On Oct 17, 3:56 pm, "Diez B. Roggisch" <de... at nospam.web.de> wrote:
> Alexandre Badez wrote:
> > Thanks for all your advices, but it's not really what I would like to
> > do.
>
> > I'm going to be more clearer for what I really want to do.
>
> > Here we have got many library for different applications. All those
> > library have a version and between a version and an other, there isn't
> > always a very good backward compatibility (I know, it's very ugly, but
> > it's like that...).
>
> > Moreover some library use the version 1.1 and some the version 1.2 of
> > lib A and version 2.1 and version 2.0 of lib B ... you know what: it's
> > very ugly.
>
> > My idea was to be able to use lib quiet like that.
>
> > import A (<- If I want to use the very last version)
> > # or
> > import A.1_1 (<- If I want to use the version 1.1 of the A lib)
>
> > Something else ?
> > Yes :)
> > I do not want to add all those path in PYTHONPATH (would be too ugly,
> > and "complicated").
> > I want it lazy (do not import every version of every lib every time)
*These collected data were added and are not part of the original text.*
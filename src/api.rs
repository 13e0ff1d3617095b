//! User and post endpoints.
//!
//! | Method | Path | Success |
//! |---|---|---|
//! | GET  | `/users/{id}`       | 200 user |
//! | GET  | `/posts/{id}`       | 200 post |
//! | GET  | `/posts/users/{id}` | 200 array of the user's posts, in list order |
//! | POST | `/users`            | 201 `{"id": …}` + `location` |
//! | POST | `/posts`            | 201 `{"id": …}` + `location` |
//!
//! Handlers return `Result<Response, ApiError>`. Store failures are
//! classified into [`ApiError`] here and nowhere else.

use std::future::Future;
use std::sync::Arc;

use bson::oid::ObjectId;
use serde::Serialize;
use serde_json::json;
use tracing::error;

use crate::health;
use crate::method::Method;
use crate::models::{parse_id, Created, NewPost, NewUser, PostView, UserView};
use crate::request::Request;
use crate::response::{IntoResponse, Response};
use crate::router::Router;
use crate::status::Status;
use crate::store::{SharedStore, StoreError};

/// Builds the full routing table over `store`.
pub fn routes(store: SharedStore) -> Router {
    Router::new()
        .on(Method::Get,  "/users/{id}",       with_store(&store, get_user))
        .on(Method::Get,  "/posts/{id}",       with_store(&store, get_post))
        .on(Method::Get,  "/posts/users/{id}", with_store(&store, get_user_posts))
        .on(Method::Post, "/users",            with_store(&store, create_user))
        .on(Method::Post, "/posts",            with_store(&store, create_post))
        .on(Method::Get,  "/healthz",          health::liveness)
        .on(Method::Get,  "/readyz",           with_store(&store, health::readiness))
}

/// Adapts a `(store, request)` handler to the router's `request`-only shape.
fn with_store<F, Fut>(
    store: &SharedStore,
    handler: F,
) -> impl Fn(Request) -> Fut + Send + Sync + 'static + use<F, Fut>
where
    F: Fn(SharedStore, Request) -> Fut + Send + Sync + 'static,
    Fut: Future + Send + 'static,
{
    let store = Arc::clone(store);
    move |req| handler(Arc::clone(&store), req)
}

// ── Errors ────────────────────────────────────────────────────────────────────

#[derive(Debug, thiserror::Error)]
pub enum ApiError {
    #[error("{0}")]
    BadRequest(String),

    #[error("not found")]
    NotFound,

    /// The detail is logged, never sent.
    #[error("internal server error: {0}")]
    Internal(String),
}

impl ApiError {
    fn status(&self) -> Status {
        match self {
            Self::BadRequest(_) => Status::BadRequest,
            Self::NotFound => Status::NotFound,
            Self::Internal(_) => Status::InternalServerError,
        }
    }
}

impl From<StoreError> for ApiError {
    fn from(err: StoreError) -> Self {
        match err {
            StoreError::NotFound { .. } => Self::NotFound,
            other => Self::Internal(other.to_string()),
        }
    }
}

impl IntoResponse for ApiError {
    fn into_response(self) -> Response {
        let message = match &self {
            Self::Internal(detail) => {
                error!(%detail, "request failed");
                "internal server error".to_owned()
            }
            other => other.to_string(),
        };
        let body = json!({ "error": message }).to_string().into_bytes();
        Response::builder().status(self.status()).json(body)
    }
}

// ── Handlers ──────────────────────────────────────────────────────────────────

// GET /users/{id}
async fn get_user(store: SharedStore, req: Request) -> Result<Response, ApiError> {
    let user = store.find_user(path_id(&req)?).await?;
    json_body(Status::Ok, &UserView::from(user))
}

// GET /posts/{id}
async fn get_post(store: SharedStore, req: Request) -> Result<Response, ApiError> {
    let post = store.find_post(path_id(&req)?).await?;
    json_body(Status::Ok, &PostView::from(post))
}

// GET /posts/users/{id}
//
// Every post is fetched before anything is serialised, so a dangling
// reference yields a clean 500 instead of a truncated 200.
async fn get_user_posts(store: SharedStore, req: Request) -> Result<Response, ApiError> {
    let user = store.find_user(path_id(&req)?).await?;
    let ids = user.post_ids().map_err(StoreError::from)?;
    let posts = store.find_posts(&ids).await?;

    let views: Vec<PostView> = posts.into_iter().map(PostView::from).collect();
    json_body(Status::Ok, &views)
}

// POST /users
async fn create_user(store: SharedStore, req: Request) -> Result<Response, ApiError> {
    let input: NewUser = parse_body(&req)?;
    let user = input.into_user().map_err(|e| ApiError::BadRequest(e.to_string()))?;
    let id = store.insert_user(user).await?;
    created("/users", id)
}

// POST /posts
async fn create_post(store: SharedStore, req: Request) -> Result<Response, ApiError> {
    let input: NewPost = parse_body(&req)?;
    let id = store.insert_post(input.into_post()).await?;
    created("/posts", id)
}

// ── Helpers ───────────────────────────────────────────────────────────────────

/// A path id that cannot be an `ObjectId` cannot name a document either.
fn path_id(req: &Request) -> Result<ObjectId, ApiError> {
    req.param("id")
        .and_then(|raw| parse_id(raw).ok())
        .ok_or(ApiError::NotFound)
}

fn parse_body<T: serde::de::DeserializeOwned>(req: &Request) -> Result<T, ApiError> {
    serde_json::from_slice(req.body())
        .map_err(|e| ApiError::BadRequest(format!("malformed json body: {e}")))
}

fn json_body<T: Serialize>(status: Status, value: &T) -> Result<Response, ApiError> {
    let body = serde_json::to_vec(value).map_err(|e| ApiError::Internal(e.to_string()))?;
    Ok(Response::builder().status(status).json(body))
}

fn created(collection_path: &str, id: ObjectId) -> Result<Response, ApiError> {
    let id = id.to_hex();
    let body = serde_json::to_vec(&Created { id: id.clone() })
        .map_err(|e| ApiError::Internal(e.to_string()))?;

    Ok(Response::builder()
        .status(Status::Created)
        .header("location", &format!("{collection_path}/{id}"))
        .json(body))
}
> > I want it scalable: if a user or the admin add a new lib or a version
> > of lib it would be very very great if he had nothing else (than copy
> > his directory) to do.
>
> > So what I wanted to do, was to be able to control what the user really
> > wanted to import, and act he excepted and put the "intelligence" in a
> > __init__ script
>
> Use setuptools + pkg_resources to install sereval versions of your libraries
> together and then you can require a certain version of your lib.
>
> HOWEVER: this WON'T work for several versions of a library in ONE running
> python process!!!! Because the import will then either fail silently (after
> all, "import foo" is ignored if foo is already present) or pkg_resources is
> so clever that it keeps tracks of requirements and if they are conflicting
> will puke on you.
>
> Diez

Well, I would like to be able to use "setuptools", but the problem is
that I can't.
Cause the administrator do not want us to be able to add lib in python
dir.
So we have to create our own library directory...

Moreover, I haven't seen in distutils how it manage different version
of the same library; as far as I know, It just replace the old one by
the newest one... and that's not really what I want.